Migrazioni: colmare il divario tra percezione e fatti reali

Come vengono generalmente percepiti i migranti? È corretta, questa percezione? Intervista con Stefan Kapferer, Segretario Generale Aggiunto dell’OCSE, principale intervenente durante la seconda riunione tematica del Forum globale su migrazioni e sviluppo.

Analisi | 7 maggio 2015
Stefan Kapferer, Segretario Generale Aggiunto dell’OCSE
Come l’opinione pubblica percepisce oggi le migrazioni nell’OCSE?
S. Kapferer:
Nell’opinione pubblica dei paesi dell’OCSE, le migrazioni vengono perlopiù percepite come fuori controllo e molto costose. Le popolazioni locali possono avere la sensazione che le frontiere dei paesi dell’OCSE non siano sicure. Può esserci l’idea che i migranti rubino il lavoro e ricevano una parte sproporzionata delle prestazioni sociali nel paese di accoglienza.
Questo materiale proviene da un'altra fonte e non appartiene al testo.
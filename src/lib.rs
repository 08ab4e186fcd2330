//! Guess Game - a browser number-guessing game
//!
//! Core modules:
//! - `round`: Round state machine and guess evaluation (pure, seeded RNG)
//! - `highscores`: Best-attempts table per difficulty
//! - `storage`: LocalStorage/in-memory key-value backends
//! - `session`: Action reducer driving the page

pub mod difficulty;
pub mod error;
pub mod highscores;
pub mod round;
pub mod session;
pub mod storage;

pub use difficulty::{Difficulty, DifficultyConfig};
pub use error::{GameError, Result};
pub use highscores::{ScoreRecord, ScoreStore, ScoreTable};
pub use round::{Round, RoundStatus};
pub use session::{Action, Effect, GameSession, View};

/// Game configuration constants
pub mod consts {
    /// LocalStorage key for the high score table
    pub const HIGH_SCORE_KEY: &str = "guess-game:highscores:v1";
    /// Name used when the player leaves the field blank
    pub const DEFAULT_PLAYER_NAME: &str = "Player";
}
//! Round engine
//!
//! Everything that decides the outcome of a round lives here. This module is
//! pure: the caller owns the `Round`, randomness comes in as `&mut impl Rng`,
//! and nothing touches storage or the DOM.

pub mod guess;
pub mod state;

pub use guess::{Direction, GuessOutcome, GuessResult, ProximityBand, parse_guess, submit_guess};
pub use state::{Round, RoundStatus, new_round, start_round};
//! Difficulty levels and their fixed range/attempt budgets

use std::fmt;
use std::str::FromStr;

use serde::{Deserialize, Serialize};

use crate::error::GameError;

/// Fixed configuration for a difficulty level
#[derive(Debug, Clone, Copy, PartialEq, Eq)]
pub struct DifficultyConfig {
    /// Upper bound of the secret range (inclusive, lower bound is 1)
    pub max: u32,
    /// Guesses allowed per round
    pub max_attempts: u32,
}

/// Difficulty levels
#[derive(
    Debug, Clone, Copy, PartialEq, Eq, PartialOrd, Ord, Hash, Serialize, Deserialize, Default,
)]
#[serde(rename_all = "lowercase")]
pub enum Difficulty {
    Easy,
    #[default]
    Medium,
    Hard,
}

impl Difficulty {
    pub const ALL: [Difficulty; 3] = [Difficulty::Easy, Difficulty::Medium, Difficulty::Hard];

    /// Storage/select key
    pub fn as_str(&self) -> &'static str {
        match self {
            Difficulty::Easy => "easy",
            Difficulty::Medium => "medium",
            Difficulty::Hard => "hard",
        }
    }

    /// Capitalised name for the score panel
    pub fn label(&self) -> &'static str {
        match self {
            Difficulty::Easy => "Easy",
            Difficulty::Medium => "Medium",
            Difficulty::Hard => "Hard",
        }
    }

    pub fn config(&self) -> DifficultyConfig {
        match self {
            Difficulty::Easy => DifficultyConfig {
                max: 50,
                max_attempts: 12,
            },
            Difficulty::Medium => DifficultyConfig {
                max: 100,
                max_attempts: 10,
            },
            Difficulty::Hard => DifficultyConfig {
                max: 500,
                max_attempts: 12,
            },
        }
    }
}

impl FromStr for Difficulty {
    type Err = GameError;

    fn from_str(s: &str) -> Result<Self, Self::Err> {
        match s.trim().to_lowercase().as_str() {
            "easy" => Ok(Difficulty::Easy),
            "medium" => Ok(Difficulty::Medium),
            "hard" => Ok(Difficulty::Hard),
            _ => Err(GameError::InvalidDifficulty(s.to_string())),
        }
    }
}

impl fmt::Display for Difficulty {
    fn fmt(&self, f: &mut fmt::Formatter<'_>) -> fmt::Result {
        f.write_str(self.as_str())
    }
}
Infine, le popolazioni locali possono immaginare che la percentuale di migranti è molto elevata, diverse volte superiore a quanto sia effettivamente. Le formazioni politiche populiste alimentano e amplificano tali sentimenti e possono anche pesare sulle politiche migratorie e sulla legislazione a livello nazionale.

È vero tutto questo?
S. Kapferer:
No. Esiste un divario tra percezione e fatti reali. I migranti pagano più tasse e più contributi sociali di quanto percepiscano in prestazioni. Non rubano il lavoro e non vengono nei paesi dell’OCSE al solo scopo di beneficiare di prestazioni sociali. I migranti vengono per poter uscire dalla povertà e vivere in un luogo sicuro, ma anche per creare ricchezza nella loro nuova patria. Dobbiamo combattere le false percezioni. I media possono svolgere un ruolo attraverso la diffusione di storie di successo e l’informazione dell’opinione pubblica sulla situazione reale.
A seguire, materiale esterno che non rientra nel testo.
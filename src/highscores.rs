//! Best-attempts high scores, one record per difficulty
//!
//! Persisted as a single JSON object in a key-value store. Anything that
//! cannot be read back is treated as "no scores yet".

use std::collections::BTreeMap;

use serde::{Deserialize, Serialize};

use crate::consts::HIGH_SCORE_KEY;
use crate::difficulty::Difficulty;
use crate::error::Result;
use crate::storage::KeyValueStore;

/// Best result for one difficulty
#[derive(Debug, Clone, PartialEq, Eq, Serialize, Deserialize)]
pub struct ScoreRecord {
    #[serde(rename = "player")]
    pub player_name: String,
    #[serde(rename = "bestAttempts")]
    pub best_attempts: u32,
}

/// High score table keyed by difficulty
#[derive(Debug, Clone, Default, PartialEq, Eq, Serialize, Deserialize)]
#[serde(transparent)]
pub struct ScoreTable {
    records: BTreeMap<Difficulty, ScoreRecord>,
}

impl ScoreTable {
    /// Create empty table
    pub fn new() -> Self {
        Self::default()
    }

    pub fn get(&self, difficulty: Difficulty) -> Option<&ScoreRecord> {
        self.records.get(&difficulty)
    }

    pub fn is_empty(&self) -> bool {
        self.records.is_empty()
    }

    /// Record a win. Only a strictly better attempt count replaces an
    /// existing record; ties keep the first achiever.
    /// Returns true if the table changed.
    pub fn record_win(
        &mut self,
        difficulty: Difficulty,
        player_name: &str,
        attempts_used: u32,
    ) -> bool {
        if attempts_used == 0 {
            return false;
        }
        let better = self
            .records
            .get(&difficulty)
            .map(|existing| attempts_used < existing.best_attempts)
            .unwrap_or(true);
        if !better {
            return false;
        }

        self.records.insert(
            difficulty,
            ScoreRecord {
                player_name: player_name.to_string(),
                best_attempts: attempts_used,
            },
        );
        log::info!(
            "New best for {}: {} in {} attempts",
            difficulty,
            player_name,
            attempts_used
        );
        true
    }

    fn is_valid(&self) -> bool {
        self.records.values().all(|r| r.best_attempts >= 1)
    }
}

/// Loads and saves the score table through a storage backend
pub struct ScoreStore<S: KeyValueStore> {
    backend: S,
}

impl<S: KeyValueStore> ScoreStore<S> {
    pub fn new(backend: S) -> Self {
        Self { backend }
    }

    /// Load the table. Missing, unreadable or corrupt data yields an empty table.
    pub fn load(&self) -> ScoreTable {
        let json = match self.backend.get_item(HIGH_SCORE_KEY) {
            Ok(Some(json)) => json,
            Ok(None) => {
                log::info!("No high scores found, starting fresh");
                return ScoreTable::new();
            }
            Err(e) => {
                log::warn!("Could not read high scores: {}", e);
                return ScoreTable::new();
            }
        };

        match serde_json::from_str::<ScoreTable>(&json) {
            Ok(table) if table.is_valid() => {
                log::info!("Loaded high scores for {} difficulties", table.records.len());
                table
            }
            Ok(_) => {
                log::warn!("Discarding high scores with invalid attempt counts");
                ScoreTable::new()
            }
            Err(e) => {
                log::warn!("Discarding corrupt high scores: {}", e);
                ScoreTable::new()
            }
        }
    }

    /// Persist the full table, overwriting prior content
    pub fn save(&mut self, table: &ScoreTable) -> Result<()> {
        let json = serde_json::to_string(table)?;
        self.backend.set_item(HIGH_SCORE_KEY, &json)?;
        log::info!("High scores saved ({} entries)", table.records.len());
        Ok(())
    }
}
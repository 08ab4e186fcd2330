//! Error types shared by the round engine, score store and storage backends

use thiserror::Error;

#[derive(Error, Debug)]
pub enum GameError {
    #[error("unknown difficulty: {0:?}")]
    InvalidDifficulty(String),
    #[error("not a number: {0:?}")]
    NotANumber(String),
    #[error("guess {guess} is outside 1..={max}")]
    OutOfRange { guess: i64, max: u32 },
    #[error("round is already finished")]
    RoundAlreadyFinished,
    #[error("round has not started")]
    RoundNotStarted,
    #[error("storage error: {0}")]
    Storage(String),
    #[error("serialization error: {0}")]
    Serialization(#[from] serde_json::Error),
}

impl GameError {
    /// True for errors caused by what the player typed (re-prompt, nothing consumed)
    pub fn is_input_error(&self) -> bool {
        matches!(self, GameError::NotANumber(_) | GameError::OutOfRange { .. })
    }
}

pub type Result<T> = std::result::Result<T, GameError>;
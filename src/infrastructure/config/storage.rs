use super::app_config::AppConfig;
use directories::ProjectDirs;
use std::fs;
use std::io::Write;
use std::path::{Path, PathBuf};
use tracing::{info, warn};

use crate::domain::errors::StoreError;

const APP_QUALIFIER: &str = "io";
const APP_ORGANIZATION: &str = "solacehq";
const APP_NAME: &str = "solace";
const CONFIG_FILE_NAME: &str = "config.toml";

pub struct StorageManager {
    config_dir: PathBuf,
}

impl StorageManager {
    /// Create a new `StorageManager`.
    ///
    /// # Errors
    ///
    /// Returns `StoreError` if the configuration directory cannot be determined.
    pub fn new() -> Result<Self, StoreError> {
        let config_dir = ProjectDirs::from(APP_QUALIFIER, APP_ORGANIZATION, APP_NAME)
            .map(|dirs| dirs.config_dir().to_path_buf())
            .ok_or(StoreError::ConfigDirNotFound)?;

        Ok(Self { config_dir })
    }

    /// Creates a new `StorageManager` with a specific directory (useful for testing).
    #[must_use]
    pub fn with_dir(path: PathBuf) -> Self {
        Self { config_dir: path }
    }

    /// Returns the configuration directory path.
    #[must_use]
    pub fn config_dir(&self) -> &Path {
        &self.config_dir
    }

    /// Ensures the configuration directory exists.
    ///
    /// # Errors
    ///
    /// Returns `StoreError` if the directory cannot be created.
    pub fn ensure_config_dir(&self) -> Result<(), StoreError> {
        if !self.config_dir.exists() {
            info!("Creating configuration directory at {:?}", self.config_dir);
            fs::create_dir_all(&self.config_dir)?;
        }
        Ok(())
    }

    /// Loads the application configuration, creating the default file when
    /// it does not exist yet.
    ///
    /// # Errors
    ///
    /// Returns `StoreError` if the file cannot be read.
    pub fn load_config(&self, path_override: Option<&Path>) -> Result<AppConfig, StoreError> {
        self.ensure_config_dir()?;
        let config_path = path_override.map_or_else(
            || self.config_dir.join(CONFIG_FILE_NAME),
            std::path::Path::to_path_buf,
        );

        if !config_path.exists() {
            info!(
                "Config file not found at {:?}, creating default.",
                config_path
            );
            let default_config = AppConfig::default();
            if let Some(parent) = config_path.parent() {
                fs::create_dir_all(parent)?;
            }
            Self::save_to_file(&config_path, &default_config)?;
            return Ok(default_config);
        }

        let content = fs::read_to_string(&config_path)?;
        match toml::from_str::<AppConfig>(&content) {
            Ok(config) => Ok(config),
            Err(e) => {
                warn!("Failed to parse config file: {}. Using defaults.", e);
                Ok(AppConfig::default())
            }
        }
    }

    fn save_to_file<T: serde::Serialize>(path: &Path, data: &T) -> Result<(), StoreError> {
        let content = toml::to_string_pretty(data)?;

        let parent = path
            .parent()
            .ok_or_else(|| std::io::Error::other("Invalid path"))?;
        let mut temp_file = tempfile::NamedTempFile::new_in(parent)?;
        temp_file.write_all(content.as_bytes())?;
        temp_file.persist(path).map_err(|e| e.error)?;

        Ok(())
    }
}

#[cfg(test)]
mod tests {
    use super::*;
    use tempfile::tempdir;

    #[test]
    fn test_ensure_config_dir_creates_directory() {
        let dir = tempdir().unwrap();
        let config_path = dir.path().join("solace");
        let manager = StorageManager::with_dir(config_path.clone());

        assert!(!config_path.exists());
        manager.ensure_config_dir().unwrap();
        assert!(config_path.exists());
    }

    #[test]
    fn test_load_config_creates_default_if_missing() {
        let dir = tempdir().unwrap();
        let manager = StorageManager::with_dir(dir.path().to_path_buf());

        let config = manager.load_config(None).unwrap();
        assert!(config.enable_desktop_notifications);

        let config_file = dir.path().join(CONFIG_FILE_NAME);
        assert!(config_file.exists());
    }

    #[test]
    fn test_load_config_handles_malformed_file() {
        let dir = tempdir().unwrap();
        let manager = StorageManager::with_dir(dir.path().to_path_buf());
        let config_file = dir.path().join(CONFIG_FILE_NAME);

        fs::write(&config_file, "invalid_toml = [").unwrap();

        let config = manager.load_config(None).unwrap();
        assert!(config.enable_desktop_notifications);
        let content = fs::read_to_string(&config_file).unwrap();
        assert_eq!(content, "invalid_toml = [");
    }
}
//! Keyring-based session storage.

use async_trait::async_trait;
use keyring::Entry;
use tracing::{debug, warn};

use crate::domain::entities::SessionToken;
use crate::domain::errors::AuthError;
use crate::domain::ports::SessionStorePort;

const KEYRING_SERVICE: &str = "solace";
const KEYRING_USER: &str = "session";

/// System keyring session storage adapter.
pub struct KeyringSessionStore {
    service: String,
    user: String,
}

impl KeyringSessionStore {
    /// Creates new storage with default names.
    #[must_use]
    pub fn new() -> Self {
        Self {
            service: KEYRING_SERVICE.to_string(),
            user: KEYRING_USER.to_string(),
        }
    }

    /// Creates storage with custom names.
    #[must_use]
    pub fn with_names(service: impl Into<String>, user: impl Into<String>) -> Self {
        Self {
            service: service.into(),
            user: user.into(),
        }
    }

    fn entry(&self) -> Result<Entry, AuthError> {
        Entry::new(&self.service, &self.user)
            .map_err(|e| AuthError::storage(format!("failed to access keyring: {e}")))
    }
}

impl Default for KeyringSessionStore {
    fn default() -> Self {
        Self::new()
    }
}

#[async_trait]
impl SessionStorePort for KeyringSessionStore {
    async fn get_session(&self) -> Result<Option<SessionToken>, AuthError> {
        debug!(service = %self.service, "Retrieving session from keyring");

        let entry = self.entry()?;

        match entry.get_password() {
            Ok(password) => Ok(SessionToken::new(password)),
            Err(keyring::Error::NoEntry) => {
                debug!("No session stored in keyring");
                Ok(None)
            }
            Err(e) => {
                warn!(error = %e, "Failed to retrieve session from keyring");
                Err(AuthError::storage(e.to_string()))
            }
        }
    }

    async fn store_session(&self, token: &SessionToken) -> Result<(), AuthError> {
        debug!(service = %self.service, "Storing session in keyring");

        let entry = self.entry()?;

        entry.set_password(token.as_str()).map_err(|e| {
            warn!(error = %e, "Failed to store session in keyring");
            AuthError::storage(e.to_string())
        })
    }

    async fn delete_session(&self) -> Result<(), AuthError> {
        debug!(service = %self.service, "Deleting session from keyring");

        let entry = self.entry()?;

        match entry.delete_credential() {
            Ok(()) | Err(keyring::Error::NoEntry) => Ok(()),
            Err(e) => {
                warn!(error = %e, "Failed to delete session from keyring");
                Err(AuthError::storage(e.to_string()))
            }
        }
    }
}

#[cfg(test)]
mod tests {
    use super::*;

    #[tokio::test]
    #[ignore = "requires system keyring"]
    async fn test_store_and_retrieve_session() {
        let storage = KeyringSessionStore::with_names("solace-test", "test-session");
        let token = SessionToken::new_unchecked("sess-0123456789abcdef");

        storage.store_session(&token).await.unwrap();

        let retrieved = storage.get_session().await.unwrap();
        assert!(retrieved.is_some());
        assert_eq!(retrieved.unwrap().as_str(), token.as_str());

        storage.delete_session().await.unwrap();
    }
}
Quali sono le principali evoluzioni relative alle migrazioni verso i paesi dell’OCSE?
S. Kapferer:
Nell’ultimo decennio, il numero dei migranti verso i paesi dell’OCSE è aumentato del 40 per cento. Ci sono 117 milioni di migranti nei 34 paesi dell’OCSE, il che rappresenta oltre il 10 per cento della popolazione. Questa evoluzione si spiega con la globalizzazione, con il bisogno di manodopera giovane, con l’internazionalizzazione degli studi e con i matrimoni tra cittadini di paesi diversi. Un altro fatto interessante è che i migranti sono sempre più qualificati e istruiti, e che molti di loro sono titolari di un diploma universitario.
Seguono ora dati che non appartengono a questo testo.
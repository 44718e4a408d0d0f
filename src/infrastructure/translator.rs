//! Static translation tables.

use crate::domain::ports::TranslatorPort;

/// Built-in string table keyed by the persisted locale choice.
///
/// The full translation catalog lives with the translation collaborator;
/// this table only covers the strings this client renders itself.
pub struct StaticTranslator {
    locale: String,
}

impl StaticTranslator {
    /// Creates a translator for the given locale, defaulting to English.
    #[must_use]
    pub fn new(locale: Option<String>) -> Self {
        Self {
            locale: locale.unwrap_or_else(|| "en".to_string()),
        }
    }

    fn lookup(&self, key: &str) -> Option<&'static str> {
        let table: &[(&str, &str)] = match self.locale.as_str() {
            "uk" => &[
                ("notifications.default_title", "Solace"),
                ("notifications.data_title", "Оновлення"),
                ("auth.signing_in", "Вхід..."),
            ],
            _ => &[
                ("notifications.default_title", "Solace"),
                ("notifications.data_title", "Update"),
                ("auth.signing_in", "Signing in..."),
            ],
        };

        table
            .iter()
            .find(|(entry_key, _)| *entry_key == key)
            .map(|(_, value)| *value)
    }
}

impl TranslatorPort for StaticTranslator {
    fn translate(&self, key: &str) -> String {
        self.lookup(key)
            .map_or_else(|| key.to_string(), ToString::to_string)
    }
}
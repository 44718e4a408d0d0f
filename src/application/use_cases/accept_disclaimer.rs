//! Disclaimer acceptance use case.

use std::sync::Arc;

use tracing::info;

use crate::domain::entities::DisclaimerStatus;
use crate::domain::errors::StoreError;
use crate::domain::ports::PreferenceStorePort;

/// Records the one-way disclaimer agreement.
///
/// The only transition is `NotAgreed -> Agreed`; there is deliberately no
/// operation that writes `NotAgreed` back.
#[derive(Clone)]
pub struct AcceptDisclaimerUseCase {
    store: Arc<dyn PreferenceStorePort>,
}

impl AcceptDisclaimerUseCase {
    /// Creates a new use case.
    #[must_use]
    pub fn new(store: Arc<dyn PreferenceStorePort>) -> Self {
        Self { store }
    }

    /// Persists the agreement.
    ///
    /// # Errors
    /// Returns an error when the store cannot be written.
    pub async fn execute(&self) -> Result<DisclaimerStatus, StoreError> {
        self.store
            .set_disclaimer_status(DisclaimerStatus::Agreed)
            .await?;
        info!("Disclaimer agreement recorded");
        Ok(DisclaimerStatus::Agreed)
    }
}
//! Main experience screen.

use std::collections::VecDeque;

use crossterm::event::{KeyCode, KeyEvent};
use ratatui::{
    buffer::Buffer,
    layout::{Constraint, Layout, Rect},
    style::{Modifier, Style},
    text::{Line, Span},
    widgets::{Block, Borders, List, ListItem, Paragraph, Widget},
};

use crate::domain::entities::FeatureConfig;
use crate::presentation::theme::Palette;

const FEED_CAPACITY: usize = 50;

/// What the main screen asked the orchestrator to do.
#[derive(Debug, Clone, Copy, PartialEq, Eq)]
pub enum MainAction {
    /// Nothing actionable.
    None,
    /// Re-resolve the remote configuration.
    RefreshConfig,
    /// Sign the current user out.
    Logout,
}

/// Main experience state: resolved toggles plus the notification feed.
pub struct MainScreenState {
    user_name: String,
    config: Option<FeatureConfig>,
    config_note: Option<String>,
    feed: VecDeque<(String, String)>,
    palette: Palette,
    font_points: u16,
}

impl MainScreenState {
    /// Creates state for the signed-in user.
    #[must_use]
    pub fn new(user_name: impl Into<String>, palette: Palette, font_points: u16) -> Self {
        Self {
            user_name: user_name.into(),
            config: None,
            config_note: None,
            feed: VecDeque::new(),
            palette,
            font_points,
        }
    }

    /// Replaces the displayed configuration.
    pub fn set_config(&mut self, config: FeatureConfig) {
        self.config = Some(config);
        self.config_note = None;
    }

    /// Shows a note about the last resolution (offline fallback etc.).
    pub fn set_config_note(&mut self, note: impl Into<String>) {
        self.config_note = Some(note.into());
    }

    /// Appends a presented notification to the rolling feed.
    pub fn push_alert(&mut self, title: String, body: String) {
        if self.feed.len() == FEED_CAPACITY {
            self.feed.pop_front();
        }
        self.feed.push_back((title, body));
    }

    /// Applies a new appearance.
    pub fn set_appearance(&mut self, palette: Palette, font_points: u16) {
        self.palette = palette;
        self.font_points = font_points;
    }

    /// Handles a key event.
    pub fn handle_key(&mut self, key: KeyEvent) -> MainAction {
        match key.code {
            KeyCode::Char('r') => MainAction::RefreshConfig,
            KeyCode::Char('l') => MainAction::Logout,
            _ => MainAction::None,
        }
    }

    fn toggle_lines(&self) -> Vec<ListItem<'_>> {
        let Some(config) = &self.config else {
            return vec![ListItem::new("Resolving configuration...")];
        };

        let mut items = vec![
            toggle_item("Radio", config.show_radio),
            toggle_item("Companion", config.show_companion),
            toggle_item("Library", config.show_library),
            toggle_item("Sign-up", config.allow_sign_up),
            toggle_item("Avatar upload", config.allow_avatar_upload),
        ];
        if config.show_radio {
            items.push(ListItem::new(Line::from(vec![
                Span::raw("Stream: "),
                Span::styled(
                    config.radio_stream_url.clone(),
                    Style::default().add_modifier(Modifier::UNDERLINED),
                ),
            ])));
        }
        items
    }
}

fn toggle_item(name: &str, enabled: bool) -> ListItem<'_> {
    let marker = if enabled { "[on] " } else { "[off]" };
    ListItem::new(format!("{marker} {name}"))
}

impl Widget for &MainScreenState {
    fn render(self, area: Rect, buf: &mut Buffer) {
        let layout = Layout::vertical([
            Constraint::Length(1),
            Constraint::Length(9),
            Constraint::Fill(1),
            Constraint::Length(1),
        ]);
        let [header_area, config_area, feed_area, footer_area] = layout.areas(area);

        let header = Line::from(vec![
            Span::styled(
                format!("Solace — {}", self.user_name),
                self.palette.base_style.add_modifier(Modifier::BOLD),
            ),
            Span::raw("  "),
            Span::styled(format!("{}pt", self.font_points), self.palette.dimmed_style),
        ]);
        Paragraph::new(header).render(header_area, buf);

        let config_block = Block::default()
            .borders(Borders::ALL)
            .border_style(Style::default().fg(self.palette.border))
            .title(" Features ");
        let config_inner = config_block.inner(config_area);
        config_block.render(config_area, buf);
        List::new(self.toggle_lines()).render(config_inner, buf);

        if let Some(note) = &self.config_note {
            let note_area = Rect::new(
                config_area.x + 2,
                config_area.y + config_area.height.saturating_sub(1),
                config_area.width.saturating_sub(4),
                1,
            );
            Paragraph::new(Span::styled(note.clone(), self.palette.dimmed_style))
                .render(note_area, buf);
        }

        let feed_block = Block::default()
            .borders(Borders::ALL)
            .border_style(Style::default().fg(self.palette.border))
            .title(" Notifications ");
        let feed_inner = feed_block.inner(feed_area);
        feed_block.render(feed_area, buf);
        let feed_items: Vec<ListItem<'_>> = self
            .feed
            .iter()
            .rev()
            .map(|(title, body)| {
                ListItem::new(Line::from(vec![
                    Span::styled(
                        title.clone(),
                        self.palette.base_style.add_modifier(Modifier::BOLD),
                    ),
                    Span::raw("  "),
                    Span::styled(body.clone(), self.palette.base_style),
                ]))
            })
            .collect();
        List::new(feed_items).render(feed_inner, buf);

        let footer = Line::from(vec![
            Span::styled("r: Refresh config", self.palette.dimmed_style),
            Span::raw(" | "),
            Span::styled("l: Log out", self.palette.dimmed_style),
            Span::raw(" | "),
            Span::styled("q: Quit", self.palette.dimmed_style),
        ]);
        Paragraph::new(footer).render(footer_area, buf);
    }
}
Cosa andrebbe fatto per contrastare la percezione negativa dei migranti?
S. Kapferer: Occorre alzare la consapevolezza nelle istituzioni politiche, nei parlamenti e nell’opinione pubblica. Dobbiamo ricostruire la fiducia nelle istituzioni e nelle politiche migratorie. Ci vuole autorevolezza per condurre una efficace politica di comunicazione. Dobbiamo occuparci dell’integrazione nel mercato del lavoro. Ci vuole un vero dibattito pubblico sulle nozioni di Stato-nazione, di accesso alla cittadinanza — questioni importanti per tutte le nostre società.

Cosa può fare l’ILO?
S. Kapferer: L’ILO è un’organizzazione che raggruppa i sindacati, i datori di lavoro e i governi: ognuno di loro ha un ruolo da svolgere. Spesso, le persone meno qualificate sono più preoccupate rispetto alle conseguenze negative delle migrazioni. I sindacati si possono dimostrare utili per informare tutti i lavoratori che i migranti non vengono a rubare il loro lavoro. Anche il ruolo dei datori di lavoro è fondamentale per promuovere prassi commerciali e di reclutamento eque. E ovviamente, i governi hanno la responsabilità di migliorare le leggi, le politiche e i meccanismi di controllo, così da garantire l’applicazione di tutte queste pratiche.

La riunione è stata organizzata sotto l’egida della Turchia, che presiede il Forum globale su migrazioni e sviluppo, con la partecipazione del Messico e della Grecia.